Ce que l’aléatoire coûte
Le serti neige suit une logique inverse : tout doit paraître dispersé au hasard, alors que chaque placement est calculé. Sur la Reverso One « Hibiscus Rosa », 489 pierres de neuf tailles différentes sont incrustées directement dans le métal. Le sertisseur choisit pour chaque pierre la taille et l’emplacement qui rendront le fond en métal quasi invisible — une surface continue de lumière, sans jointure perceptible. Sur les profils de la boîte, dont la courbure constitue un défi supplémentaire, le décor se prolonge du verso jusqu’au recto : la pièce révèle son motif même lorsqu’elle est portée côté cadran.
Le temps total déclaré pour la seule décoration du verso de cette pièce : 130 heures.
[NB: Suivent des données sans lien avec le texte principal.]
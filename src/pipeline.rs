use crate::analyzer::analyze_report;
use crate::completion::CompletionService;
use crate::document::{read_document, DocumentKind, ParsedDocument};
use crate::extract::{extract_fenced, extract_report_candidates, ReportCandidate, ScanOutcome};
use crate::scanner::scan_reports;
use crate::session::{AnalysisRecord, SessionStore};
use crate::table::StructuredTable;
use chrono::Local;
use log::{info, warn};

/// State machine for one uploaded document: decode, then optionally scan
/// for embedded reports, select a focus, and analyze.
///
/// Scan results and the focus selection live only as long as the session;
/// opening a new document starts fresh. Analysis history is kept in a
/// caller-owned [`SessionStore`] passed into [`DocumentSession::analyze`].
#[derive(Debug)]
pub struct DocumentSession {
    filename: String,
    kind: DocumentKind,
    document: ParsedDocument,
    candidates: Vec<ReportCandidate>,
    focus: Option<String>,
}

impl DocumentSession {
    /// Decodes uploaded bytes and opens a session for them. The format is
    /// taken from the filename's extension.
    pub fn open(filename: impl Into<String>, bytes: &[u8]) -> crate::Result<Self> {
        let filename = filename.into();
        let kind = DocumentKind::from_filename(&filename)?;
        let document = read_document(bytes, kind)?;
        info!("Opened document '{}' ({:?})", filename, kind);
        Ok(Self::from_parsed(filename, kind, document))
    }

    /// Reads a local file fully into memory and opens a session for it.
    pub fn open_path(path: impl AsRef<std::path::Path>) -> crate::Result<Self> {
        let path = path.as_ref();
        let filename = path
            .file_name()
            .and_then(|name| name.to_str())
            .unwrap_or_default()
            .to_string();
        let bytes = std::fs::read(path)?;
        Self::open(filename, &bytes)
    }

    /// Opens a session over an already-decoded document.
    pub fn from_parsed(
        filename: impl Into<String>,
        kind: DocumentKind,
        document: ParsedDocument,
    ) -> Self {
        Self {
            filename: filename.into(),
            kind,
            document,
            candidates: Vec::new(),
            focus: None,
        }
    }

    pub fn filename(&self) -> &str {
        &self.filename
    }

    pub fn kind(&self) -> DocumentKind {
        self.kind
    }

    pub fn document(&self) -> &ParsedDocument {
        &self.document
    }

    /// Candidates from the most recent successful scan, if any.
    pub fn candidates(&self) -> &[ReportCandidate] {
        &self.candidates
    }

    pub fn focus(&self) -> Option<&str> {
        self.focus.as_deref()
    }

    /// Scans the document for embedded reports. On a parsed result the
    /// candidate list is cached on the session for later selection;
    /// otherwise the raw response is surfaced for display.
    pub async fn scan<C: CompletionService>(&mut self, completion: &C) -> ScanOutcome {
        let raw = scan_reports(&self.document, completion).await;
        let outcome = extract_report_candidates(&raw);
        if let ScanOutcome::Reports(reports) = &outcome {
            info!("Scan found {} candidate reports", reports.len());
            self.candidates = reports.clone();
        }
        outcome
    }

    /// Sets or clears the focus for subsequent analyses. `None` means
    /// "analyze the entire document".
    pub fn select_focus(&mut self, title: Option<String>) {
        self.focus = title;
    }

    /// Runs the analysis, parses the structured block out of the response,
    /// and appends the resulting record to `history`.
    ///
    /// Partial success is preserved: a missing or unparsable tabular block
    /// never discards the narrative text, and a block that fails to parse
    /// stays available as raw text on the record.
    pub async fn analyze<C: CompletionService>(
        &self,
        completion: &C,
        history: &mut SessionStore,
    ) -> AnalysisRecord {
        let analysis_text =
            analyze_report(&self.document, self.kind, completion, self.focus.as_deref()).await;

        let structured_block = extract_fenced(&analysis_text, "csv");
        if structured_block.is_none() {
            warn!("Analysis response contained no fenced csv block");
        }

        let structured_table = structured_block.as_deref().and_then(|block| {
            StructuredTable::parse(block)
                .map_err(|e| warn!("Structured block did not parse as a table: {}", e))
                .ok()
        });

        let filename = match &self.focus {
            Some(focus) => format!("{} [{}]", self.filename, focus),
            None => self.filename.clone(),
        };

        let record = AnalysisRecord {
            timestamp: Local::now(),
            filename,
            analysis_text,
            structured_block,
            structured_table,
        };
        history.append(record.clone());
        info!("Analysis recorded ({} total in history)", history.len());
        record
    }
}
Le bracelet en or rose 750/1000, serti de 384 diamants, en exige 60 supplémentaires.
La Reverso One « Sakura » marque une première technique pour la Manufacture : l’application du serti neige avec des pierres précieuses de couleur. L’artisan sertisseur a associé 395 saphirs bleus de deux nuances différentes et 269 diamants taille brillant pour restituer le scintillement du soleil sur l’eau d’un lac d’Hokkaido. La tâche a mobilisé 125 heures de travail. Sur cette même pièce, les plumes du cou et du ventre de la grue blanche sont peintes en miniature à l’aide d’un pinceau à un seul poil — fabriqué par l’émailleur lui-même.
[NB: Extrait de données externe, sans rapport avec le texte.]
// Prompt text for the scan and analysis calls. The extraction rules are
// transmitted to the model as instructions; the crate performs no local
// inference over them.

use crate::document::DocumentKind;

pub const SYSTEM_PROMPT_SCAN: &str =
    "Eres un asistente experto en indexación de documentos financieros. Devuelve solo JSON válido.";

pub const SCAN_INSTRUCTIONS: &str = r#"
Analiza el siguiente contenido extraído de un documento que puede contener múltiples reportes financieros.

Tu tarea es IDENTIFICAR y LISTAR todos los reportes individuales encontrados.

Para cada reporte encontrado, proporciona:
1. **Nombre/Título**: El título exacto del reporte (ej. "Balance General 2023", "Estado de Resultados", "Análisis de Cartera").
2. **Ubicación Aproximada**: Describe dónde inicia (ej. "Inicio del documento", "Hacia la mitad", "Hoja 'Balance'", "Página X si hay marcadores").
3. **Descripción Breve**: De qué trata (2-3 palabras).

Responde ÚNICAMENTE con un bloque de código JSON con esta estructura exacta:
```json
[
    {
        "id": 1,
        "title": "Nombre del Reporte",
        "location": "Página 1 aprox (Texto 'Balance General')",
        "description": "Estado de situación financiera"
    }
]
```

Si solo hay un único reporte grande, devuelve una lista con un solo elemento.

Contenido del documento:
"#;

pub const SYSTEM_PROMPT_ANALYST: &str = r#"Eres un asistente analista financiero senior experto en TODOS los tipos de reportes financieros.

Capacidades principales:
- Analizas CUALQUIER tipo de reporte: empresarial, bancario, gubernamental, macroeconómico, sectorial, de inversión, etc.
- Identificas automáticamente el tipo de reporte y adaptas tu análisis en consecuencia
- Deduces fórmulas y relaciones matemáticas incluso cuando no están explícitas
- Identificas y documentas relaciones entre celdas, tablas y hojas
- Usas niveles jerárquicos DINÁMICOS (2, 3, 4, 5 o más según sea necesario)
- Proporcionas TRAZABILIDAD COMPLETA del origen de cada dato
- Hablas español de forma clara y profesional

REGLAS CRÍTICAS OBLIGATORIAS:

1. IDENTIFICACIÓN DEL TIPO DE REPORTE:
   - SIEMPRE identifica correctamente el tipo de reporte (Balance, P&L, Comercio Exterior, Bancario, etc.)
   - NO asumas el tipo de reporte; basa tu decisión en los títulos y columnas detectadas
   - Adapta tu análisis al tipo específico de reporte

2. DIFERENCIACIÓN TÍTULOS vs ENTIDADES:
   - Los TÍTULOS (encabezados sin valores numéricos) NO generan filas en el CSV
   - Las ENTIDADES (empresas, países, regiones, sucursales) van en la columna "Entidad"
   - NO pongas títulos como "BALANCE GENERAL" en la columna Entidad
   - NO pongas nombres de entidades en los niveles jerárquicos

3. CSV OBLIGATORIO:
   - SIEMPRE debes generar un CSV válido dentro de un bloque de código (```csv ... ```)
   - NO generar el CSV es un ERROR GRAVE; el CSV es el PRODUCTO PRINCIPAL del análisis

4. TRAZABILIDAD OBLIGATORIA:
   - SIEMPRE incluye las columnas "Origen_Dato" y "Relacion_Celdas"
   - Documenta la ubicación exacta de cada valor (hoja, celda, página)
   - Explica cómo se relaciona cada valor con otros (suma, resta, referencia cruzada)
   - Ejemplo: "Hoja: Balance, Celda: B15" y "Suma de B10:B14"

5. NIVELES DINÁMICOS:
   - NO estás limitado a 4 niveles; usa tantos como sean necesarios
   - Nunca dejes niveles vacíos a la izquierda

6. LÓGICA DE EXTRACCIÓN:
   - SIEMPRE incluye la sección "LÓGICA DE EXTRACCIÓN Y JERARQUÍA" en tu análisis
   - Explica cómo determinaste los niveles jerárquicos
   - Documenta las relaciones aritméticas encontradas

7. INDICADORES RELEVANTES:
   - Calcula SOLO los indicadores relevantes para el tipo de reporte específico
   - Adapta tu análisis al contexto del documento"#;

pub const ANALYSIS_PHASES: &str = r#"
═══════════════════════════════════════════════════════════════════════════════
FASE 1: RECONOCIMIENTO Y ESTRUCTURA
═══════════════════════════════════════════════════════════════════════════════

1. **IDENTIFICACIÓN DEL REPORTE**:
   - Clasifica el reporte (Balance, Estado de Resultados, Comercio Exterior, Bancario, etc.).
   - **CRÍTICO**: No asumas el tipo. Basa tu decisión en los TÍTULOS y las COLUMNAS detectadas.

2. **ANÁLISIS DE ESTRUCTURA JERÁRQUICA (PRIORIDAD MÁXIMA)**:
   - La estructura NO SIEMPRE es visual (indentación). Debes detectar la **JERARQUÍA LÓGICA**.

   **NIVELES DE JERARQUÍA**:
   - **Nivel_1 (Categoría Principal)**: Conceptos globales (Activos, Pasivos, Ingresos, Exportaciones).
   - **Nivel_2 (Subgrupo)**: Divisiones mayores (Corriente, No Corriente, Operativo).
   - **Nivel_3 (Rubro)**: Agrupaciones de cuentas (Disponible, Inventarios).
   - **Nivel_4+ (Detalle)**: Cuentas específicas o ítems finales.

   **MANEJO DE CELDAS COMBINADAS Y VACÍAS (FORWARD FILLING)**:
   - En Excel, una celda combinada que abarca varias filas (ej. "ACTIVO") solo muestra el valor en la primera fila.
   - **REGLA DE RELLENO**: Si ves una celda vacía en una columna de categoría y hay un valor justo encima:
     * ASUME que el valor de arriba se repite (aplica para esa fila también).
     * **Ejemplo**:
       ```
       Fila 1: | ACTIVOS | Corriente | Caja  | 100 |
       Fila 2: |         |           | Bancos| 200 |
       ```
       → Fila 2 pertenece a ACTIVOS y a Corriente.
   - **EXCEPCIÓN**: Si hay una línea separadora clara o un nuevo título, NO rellenes.

   **MÉTODOS DE DETECCIÓN DE ESTRUCTURA**:

   A. **Detección Aritmética (INFALIBLE)**:
      - Si A = B + C + D → A es PADRE (Nivel X), B,C,D son HIJOS (Nivel X+1).
      - Esta regla PREVALECE sobre el formato visual.
      - Ejemplo: Si "Total Activos" es la suma de "Corriente" y "No Corriente", entonces es el padre.

   B. **Detección Semántica (Contextual)**:
      - Palabras clave de agrupación: "Total", "Suma", "Consolidado" → Niveles superiores.
      - Palabras clave de detalle: "Otros", "Desglose", nombres específicos → Niveles inferiores.

   C. **Detección Visual (Indentación)**:
      - Úsala como pista, pero verifícala con la lógica aritmética.

3. **MANEJO DE VALORES Y CONCEPTOS (CRÍTICO)**:
   - **LIMPIEZA DE CONCEPTOS (Concepto_Final)**:
     * **REGLA ABSOLUTA**: La columna `Concepto_Final` debe contener SOLO TEXTO.
     * NUNCA incluyas el valor numérico en el concepto.
     * ❌ INCORRECTO: "Total Activos 1,000,000"
     * ✅ CORRECTO: "Total Activos" (y el "1,000,000" va en la columna `Valor`)

   - **LIMPIEZA DE VALORES NUMÉRICOS**:
     * Detecta y maneja correctamente:
       - Paréntesis como negativos: "(1,000)" → -1000
       - Signos negativos al final: "1,000-" → -1000
       - Símbolos de moneda pegados: "$1000", "Bs1000" → 1000
       - Separadores de miles/decimales: Identifica si es "1.000,00" o "1,000.00" basándote en el contexto del documento.
     * NUNCA confundas un año (2023) con un valor monetario.

   - **HOMOGENEIZACIÓN**:
     * Todos los valores numéricos deben ser PUROS (float/int) en el CSV.
     * La moneda y la unidad ("Millones", "Miles") van en columnas separadas.

4. **VERIFICACIÓN DE VALORES (AUDITORÍA)**:
   - **REGLA DE ORO**: "Un total debe ser igual a la suma de sus partes".
   - Para CADA total identificado en el documento:
     1. Calcula la suma de sus supuestos componentes.
     2. Compara con el valor del total impreso.
     3. Si hay discrepancia > 1% → MARCA COMO ERROR DE VALIDACIÓN en "Explicacion_Validacion".
     4. Si coincide → Documenta la fórmula exacta en "Ecuacion_Validacion".

═══════════════════════════════════════════════════════════════════════════════
FASE 2: EXTRACCIÓN Y TRAZABILIDAD
═══════════════════════════════════════════════════════════════════════════════

5. **DIFERENCIACIÓN ENTIDADES vs CONCEPTOS**:
   - **Entidad**: ¿A QUIÉN pertenecen los datos? (Empresa X, País Y, Sucursal Z). Columna "Entidad".
   - **Concepto**: ¿QUÉ es el dato? (Ventas, Activos, PIB). Columnas "Nivel_1" a "Nivel_N".
   - **Título**: Metadatos generales (no van en filas de datos).

6. **COLUMNAS DE TRAZABILIDAD (OBLIGATORIAS)**:
   - **Origen_Dato**: Coordenadas exactas ("Hoja: Balance, Celda: B45").
   - **Relacion_Celdas**: Explicación lógica ("Suma de B10 a B40").
   - **Es_Total**: "SI" si es un agregado, "NO" si es detalle base.

7. **DETECCIÓN DE OUTLIERS Y ANOMALÍAS**:
   - Calcula estadísticas básicas si hay series temporales.
   - Marca en "Es_Outlier" si un valor se desvía más de 2 sigmas o es económicamente ilógico (ej. Activos negativos).

═══════════════════════════════════════════════════════════════════════════════
FASE 3: GENERACIÓN DEL CSV (PRODUCTO FINAL)
═══════════════════════════════════════════════════════════════════════════════

DEBES generar un CSV estructurado con la siguiente lógica:

**ESTRUCTURA DEL CSV**:
```csv
Hoja,Entidad,Año,Mes,Nivel_1,Nivel_2,Nivel_3,Nivel_4,Nivel_5,Concepto_Final,Valor,Moneda,Es_Total,Origen_Dato,Relacion_Celdas,Ecuacion_Validacion,Explicacion_Validacion,Es_Outlier
```

**REGLAS DE LLENADO**:
1. **Niveles Jerárquicos**: Llena de izquierda a derecha. Nivel_1 es el más general. Concepto_Final es el nombre específico.
2. **Valores**: Solo números. Sin comas de miles (solo punto decimal).
3. **Coherencia**: Si Nivel_1="Activos", Nivel_2 debe ser una subcategoría válida de Activos.
4. **Completitud**: Extrae TODOS los datos, no solo una muestra. Si hay 100 filas, extrae las 100.

**EJEMPLO DE FILA IDEAL**:
```csv
"H1","Empresa ABC","2023","Dic","Activos","Corrientes","Caja y Bancos","","","Caja General",50000.00,"USD","NO","H1:B10","Dato directo","","Valor base reportado","NO"
"H1","Empresa ABC","2023","Dic","Activos","Corrientes","","","","Total Activos Corrientes",1200000.00,"USD","SI","H1:B20","Suma(B10:B19)","Caja + Cuentas x Cobrar + ...","Suma validada","NO"
```

═══════════════════════════════════════════════════════════════════════════════
FASE 4: INFORME DE RESULTADOS
═══════════════════════════════════════════════════════════════════════════════

Tu respuesta final debe tener:
1. **Resumen Ejecutivo**: Hallazgos clave, contexto y calidad de datos.
2. **Análisis Estructural**: Explica cómo dedujiste la jerarquía (Método Aritmético vs Visual).
3. **BLOQUE CSV**: El código CSV listo para copiar.
4. **Validación**: Reporte de cualquier inconsistencia aritmética encontrada.

**INSTRUCCIÓN FINAL**:
Prioriza la COHERENCIA MATEMÁTICA. Si el documento dice "Total = 100" pero los sumandos dan "90", REPORTA la discrepancia en el campo `Explicacion_Validacion` (ej: "ADVERTENCIA: Suma calculada 90 vs Valor reportado 100").
"#;

/// Hard scoping constraint prepended when the user selected one report.
pub fn focus_instruction(focus: &str) -> String {
    format!(
        r#"
⚠️ **ENFOQUE OBLIGATORIO**:
El usuario ha seleccionado analizar ÚNICAMENTE el siguiente reporte específico dentro del documento:

>>> **{focus}** <<<

- IGNORA cualquier otro reporte, tabla o dato que NO pertenezca a este reporte específico.
- Si el documento tiene "Balance" y "Resultados", y el usuario eligió "Balance", SOLO procesa el Balance.
- Extrae datos SOLO de esta sección.
"#
    )
}

pub fn build_scan_prompt(payload: &str) -> String {
    format!("{}{}", SCAN_INSTRUCTIONS, payload)
}

pub fn build_analysis_prompt(kind: DocumentKind, focus: Option<&str>, payload: &str) -> String {
    let focus_block = focus.map(focus_instruction).unwrap_or_default();
    format!(
        "Actúa como un Analista Financiero Senior y Auditor de Datos con capacidad de \
         DETECCIÓN ESTRUCTURAL AVANZADA.\n\
         Tu tarea es analizar, validar y estructurar los datos del reporte financiero \
         proporcionado con PRECISIÓN QUIRÚRGICA.\n\
         {focus_block}\n\
         Los datos provienen de un archivo {file_type}.\n\
         {phases}\n\
         Data:\n{payload}",
        focus_block = focus_block,
        file_type = kind.label(),
        phases = ANALYSIS_PHASES,
        payload = payload
    )
}

#[cfg(test)]
mod tests {
    use super::*;

    #[test]
    fn test_analysis_prompt_carries_audit_rules() {
        let prompt = build_analysis_prompt(DocumentKind::Xlsx, None, "datos");
        assert!(prompt.contains("discrepancia > 1%"));
        assert!(prompt.contains("2 sigmas"));
        assert!(prompt.contains("FORWARD FILLING"));
        assert!(prompt.contains(
            "Hoja,Entidad,Año,Mes,Nivel_1,Nivel_2,Nivel_3,Nivel_4,Nivel_5,Concepto_Final,Valor,\
             Moneda,Es_Total,Origen_Dato,Relacion_Celdas,Ecuacion_Validacion,\
             Explicacion_Validacion,Es_Outlier"
        ));
        assert!(prompt.contains("archivo Excel"));
    }

    #[test]
    fn test_focus_block_only_when_selected() {
        let unscoped = build_analysis_prompt(DocumentKind::Pdf, None, "datos");
        assert!(!unscoped.contains("ENFOQUE OBLIGATORIO"));

        let scoped = build_analysis_prompt(DocumentKind::Pdf, Some("Balance General"), "datos");
        assert!(scoped.contains("ENFOQUE OBLIGATORIO"));
        assert!(scoped.contains(">>> **Balance General** <<<"));
        assert!(scoped.contains("archivo PDF"));
    }
}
La contrainte comme méthode
Ce qui unit ces trois gestes — champlevé, paillonnage, serti neige — n’est pas leur résultat visuel mais leur rapport à l’erreur. Aucune de ces techniques n’autorise la correction après coup. L’émail cuit ne se retravaille pas. La pierre sertie ne se déplace pas. Le pinceau à un seul poil ne revient pas en arrière.
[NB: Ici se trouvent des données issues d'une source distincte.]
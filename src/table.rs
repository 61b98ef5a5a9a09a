use crate::error::{ReportAnalystError, Result};
use csv::{ReaderBuilder, Trim};
use log::debug;
use serde::{Deserialize, Serialize};

/// A parsed tabular block: header row plus data rows, all kept as strings.
#[derive(Debug, Clone, PartialEq, Serialize, Deserialize)]
pub struct StructuredTable {
    pub headers: Vec<String>,
    pub rows: Vec<Vec<String>>,
}

impl StructuredTable {
    /// Parses a CSV-like block produced by the model.
    ///
    /// The block is handled line by line so one malformed row never takes
    /// down the whole parse: rows with a dangling quote or more fields than
    /// the header are skipped, rows with fewer fields are padded with empty
    /// strings. Quoted fields (including embedded delimiters) and leading
    /// whitespace after a delimiter are tolerated. Fails only when no
    /// usable header row exists.
    pub fn parse(block: &str) -> Result<Self> {
        let mut lines = block.lines().filter(|line| !line.trim().is_empty());

        let headers = lines
            .next()
            .and_then(parse_line)
            .ok_or_else(|| ReportAnalystError::ExtractionMismatch {
                tag: "csv".to_string(),
                details: "block has no usable header row".to_string(),
            })?;

        let width = headers.len();
        let mut rows = Vec::new();
        let mut skipped = 0usize;

        for line in lines {
            match parse_line(line) {
                Some(mut fields) if fields.len() <= width => {
                    fields.resize(width, String::new());
                    rows.push(fields);
                }
                _ => skipped += 1,
            }
        }

        if skipped > 0 {
            debug!("Skipped {} malformed rows while parsing tabular block", skipped);
        }

        Ok(Self { headers, rows })
    }

    pub fn row_count(&self) -> usize {
        self.rows.len()
    }

    /// Re-encodes the table as CSV text, quoting fields that need it.
    pub fn to_csv(&self) -> String {
        let mut out = encode_row(&self.headers);
        for row in &self.rows {
            out.push('\n');
            out.push_str(&encode_row(row));
        }
        out
    }
}

fn encode_row(fields: &[String]) -> String {
    fields
        .iter()
        .map(|field| encode_field(field))
        .collect::<Vec<_>>()
        .join(",")
}

fn encode_field(field: &str) -> String {
    if field.contains([',', '"', '\n']) {
        format!("\"{}\"", field.replace('"', "\"\""))
    } else {
        field.to_string()
    }
}

fn parse_line(line: &str) -> Option<Vec<String>> {
    // A dangling quote makes the lenient reader swallow everything after it
    // into one field; treat the row as malformed instead.
    if line.matches('"').count() % 2 != 0 {
        return None;
    }

    let mut reader = ReaderBuilder::new()
        .has_headers(false)
        .trim(Trim::All)
        .from_reader(line.as_bytes());

    let mut record = csv::StringRecord::new();
    match reader.read_record(&mut record) {
        Ok(true) => Some(record.iter().map(str::to_string).collect()),
        _ => None,
    }
}

#[cfg(test)]
mod tests {
    use super::*;

    #[test]
    fn test_parse_basic() {
        let table = StructuredTable::parse("a,b,c\n1,2,3\n4,5,6").unwrap();
        assert_eq!(table.headers, vec!["a", "b", "c"]);
        assert_eq!(table.row_count(), 2);
        assert_eq!(table.rows[1], vec!["4", "5", "6"]);
    }

    #[test]
    fn test_parse_quoted_fields_and_leading_space() {
        let table = StructuredTable::parse("Concepto,Valor\n\"Caja, Bancos\", 100").unwrap();
        assert_eq!(table.rows[0], vec!["Caja, Bancos", "100"]);
    }

    #[test]
    fn test_unbalanced_quote_skips_row_only() {
        let block = "a,b,c\n\"bad,row\n1,2,3";
        let table = StructuredTable::parse(block).unwrap();
        assert_eq!(table.row_count(), 1);
        assert_eq!(table.rows[0], vec!["1", "2", "3"]);
    }

    #[test]
    fn test_overlong_row_skipped_short_row_padded() {
        let block = "a,b\n1,2,3\n4";
        let table = StructuredTable::parse(block).unwrap();
        assert_eq!(table.row_count(), 1);
        assert_eq!(table.rows[0], vec!["4", ""]);
    }

    #[test]
    fn test_empty_block_is_error() {
        assert!(StructuredTable::parse("").is_err());
        assert!(StructuredTable::parse("\n  \n").is_err());
    }

    #[test]
    fn test_round_trip_with_embedded_delimiters() {
        let table = StructuredTable {
            headers: vec!["Concepto".into(), "Detalle".into(), "Valor".into()],
            rows: vec![
                vec!["Caja".into(), "Caja, Bancos y \"otros\"".into(), "100.50".into()],
                vec!["Total".into(), String::new(), "-90".into()],
            ],
        };

        let decoded = StructuredTable::parse(&table.to_csv()).unwrap();
        assert_eq!(decoded, table);
    }
}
La Manufacture réunit 180 métiers sous un même toit, atelier dédié où émailleurs et sertisseurs coordonnent leur intervention pendant plusieurs semaines, parfois plusieurs mois. Ce n’est pas une organisation de production — c’est une organisation de la contrainte partagée. Un sertisseur qui reçoit une base champlevée inachevée ne peut pas commencer. Un émailleur qui livrerait une pièce imparfaite compromet les 60 heures qui suivent.
La Reverso One elle-même illustre cette logique : boîte de 40 × 20 mm en épaisseur 9,09 mm, cadran nacre, calibre mécanique à remontage manuel JLC 846 de 93 composants, réserve de marche de 50 heures. Un mouvement conçu spécifiquement pour le format rectangulaire de la ligne — rien n’est repris, rien n’est adapté. La contrainte formelle génère la solution technique.
L’héritage de la Vallée
La Vallée de Joux a une histoire de réfugiés — des populations venues de toute l’Europe il y a six siècles, contraintes par des hivers rigoureux à développer des savoir-faire de précision pour survivre. Antoine LeCoultre, horloger autodidacte du début du XIX^e siècle, y mit au point des machines de mesure et de découpe qui firent basculer l’horlogerie dans l’ère industrielle. Depuis 1833, la Manufacture a déposé 430 brevets et conçu 1 400 calibres — dont beaucoup ont été adoptés par d’autres grandes maisons.
La série La Vallée des Merveilles s’inscrit dans cette continuité non par nostalgie, mais par méthode : chaque capsule sera issue d’une collection différente, chacune traitée par l’atelier des Métiers Rares™. Ce n’est pas un programme de commémoration. C’est un protocole de documentation du geste.
À terme, le nombre de pièces produites restera marginal — 20 exemplaires par expression, soit 60 montres au total pour cette première capsule. Ce chiffre n’est pas un argument marketing. C’est simplement ce que ces ateliers peuvent produire sans dégrader la qualité du processus.